» **WHAT THE TASK REQUIRES**
Check each line of the records below for the word "display" and give the number of lines that have it, with nothing added.
____ TASK INPUTS
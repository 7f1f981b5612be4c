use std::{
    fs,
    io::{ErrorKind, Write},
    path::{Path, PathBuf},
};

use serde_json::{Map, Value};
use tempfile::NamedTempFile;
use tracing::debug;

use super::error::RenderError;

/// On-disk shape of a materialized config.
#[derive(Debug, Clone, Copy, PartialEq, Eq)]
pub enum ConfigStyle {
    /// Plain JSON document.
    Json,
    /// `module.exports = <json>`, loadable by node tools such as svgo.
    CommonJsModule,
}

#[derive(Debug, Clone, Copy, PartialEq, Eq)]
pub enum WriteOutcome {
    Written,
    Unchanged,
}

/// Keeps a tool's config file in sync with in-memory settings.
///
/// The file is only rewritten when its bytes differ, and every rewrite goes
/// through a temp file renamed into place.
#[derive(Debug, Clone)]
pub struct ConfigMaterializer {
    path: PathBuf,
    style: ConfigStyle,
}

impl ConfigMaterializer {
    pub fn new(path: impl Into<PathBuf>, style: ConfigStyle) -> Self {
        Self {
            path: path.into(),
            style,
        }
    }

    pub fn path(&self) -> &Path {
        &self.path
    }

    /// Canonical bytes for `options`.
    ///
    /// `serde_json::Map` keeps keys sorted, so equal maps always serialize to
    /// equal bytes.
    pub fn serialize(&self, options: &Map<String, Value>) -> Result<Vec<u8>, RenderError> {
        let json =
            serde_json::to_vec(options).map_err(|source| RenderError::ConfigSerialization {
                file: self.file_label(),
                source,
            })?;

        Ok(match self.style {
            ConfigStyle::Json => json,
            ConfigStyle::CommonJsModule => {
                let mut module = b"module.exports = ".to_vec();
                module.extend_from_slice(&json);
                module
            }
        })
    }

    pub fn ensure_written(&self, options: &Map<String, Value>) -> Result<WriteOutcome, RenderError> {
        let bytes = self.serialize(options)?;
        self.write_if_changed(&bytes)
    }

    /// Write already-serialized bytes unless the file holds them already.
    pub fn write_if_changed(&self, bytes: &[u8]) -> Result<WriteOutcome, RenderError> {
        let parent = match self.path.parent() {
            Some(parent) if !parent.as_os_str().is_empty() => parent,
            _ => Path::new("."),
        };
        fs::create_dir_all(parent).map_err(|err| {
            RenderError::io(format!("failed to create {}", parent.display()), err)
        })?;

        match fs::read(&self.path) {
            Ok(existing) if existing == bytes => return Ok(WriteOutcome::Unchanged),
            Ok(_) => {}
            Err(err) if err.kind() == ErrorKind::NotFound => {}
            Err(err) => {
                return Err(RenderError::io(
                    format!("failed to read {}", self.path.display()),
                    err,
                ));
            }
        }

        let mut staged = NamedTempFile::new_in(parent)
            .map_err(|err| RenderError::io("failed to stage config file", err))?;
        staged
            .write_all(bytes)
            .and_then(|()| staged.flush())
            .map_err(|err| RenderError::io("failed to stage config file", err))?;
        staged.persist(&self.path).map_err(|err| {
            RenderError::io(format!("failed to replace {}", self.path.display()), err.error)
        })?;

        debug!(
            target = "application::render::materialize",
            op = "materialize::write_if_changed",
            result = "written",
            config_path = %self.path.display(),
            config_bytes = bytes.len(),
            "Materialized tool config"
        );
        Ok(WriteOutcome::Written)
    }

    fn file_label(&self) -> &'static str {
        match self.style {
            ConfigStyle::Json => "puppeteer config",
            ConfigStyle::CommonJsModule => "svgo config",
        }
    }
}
________
____ TASK INPUTS
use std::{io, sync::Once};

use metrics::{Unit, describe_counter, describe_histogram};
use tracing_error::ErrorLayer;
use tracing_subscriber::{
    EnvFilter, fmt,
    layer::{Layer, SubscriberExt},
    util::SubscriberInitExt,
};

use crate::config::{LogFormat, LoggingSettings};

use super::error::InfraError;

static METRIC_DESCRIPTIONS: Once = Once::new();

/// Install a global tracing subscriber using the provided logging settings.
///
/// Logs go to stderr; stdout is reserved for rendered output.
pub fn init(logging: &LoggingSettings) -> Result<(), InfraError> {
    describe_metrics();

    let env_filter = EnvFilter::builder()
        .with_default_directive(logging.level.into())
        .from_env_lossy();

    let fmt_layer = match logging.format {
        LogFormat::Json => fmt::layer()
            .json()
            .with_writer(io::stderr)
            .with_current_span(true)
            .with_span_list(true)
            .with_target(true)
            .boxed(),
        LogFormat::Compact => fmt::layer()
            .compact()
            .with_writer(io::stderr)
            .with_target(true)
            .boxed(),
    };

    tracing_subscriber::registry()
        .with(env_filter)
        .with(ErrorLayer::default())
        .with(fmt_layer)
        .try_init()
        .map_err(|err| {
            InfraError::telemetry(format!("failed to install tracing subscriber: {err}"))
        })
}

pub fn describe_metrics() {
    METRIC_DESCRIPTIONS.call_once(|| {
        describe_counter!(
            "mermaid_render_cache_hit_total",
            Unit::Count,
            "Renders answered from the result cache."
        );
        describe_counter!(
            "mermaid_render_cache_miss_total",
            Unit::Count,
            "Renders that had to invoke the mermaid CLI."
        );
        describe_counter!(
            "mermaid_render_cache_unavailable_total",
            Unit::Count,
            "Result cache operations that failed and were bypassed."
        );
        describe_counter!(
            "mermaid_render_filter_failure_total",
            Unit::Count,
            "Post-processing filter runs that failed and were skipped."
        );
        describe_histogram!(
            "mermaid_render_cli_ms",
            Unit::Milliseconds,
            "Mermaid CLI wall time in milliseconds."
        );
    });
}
________
» **TASK RESULT**
4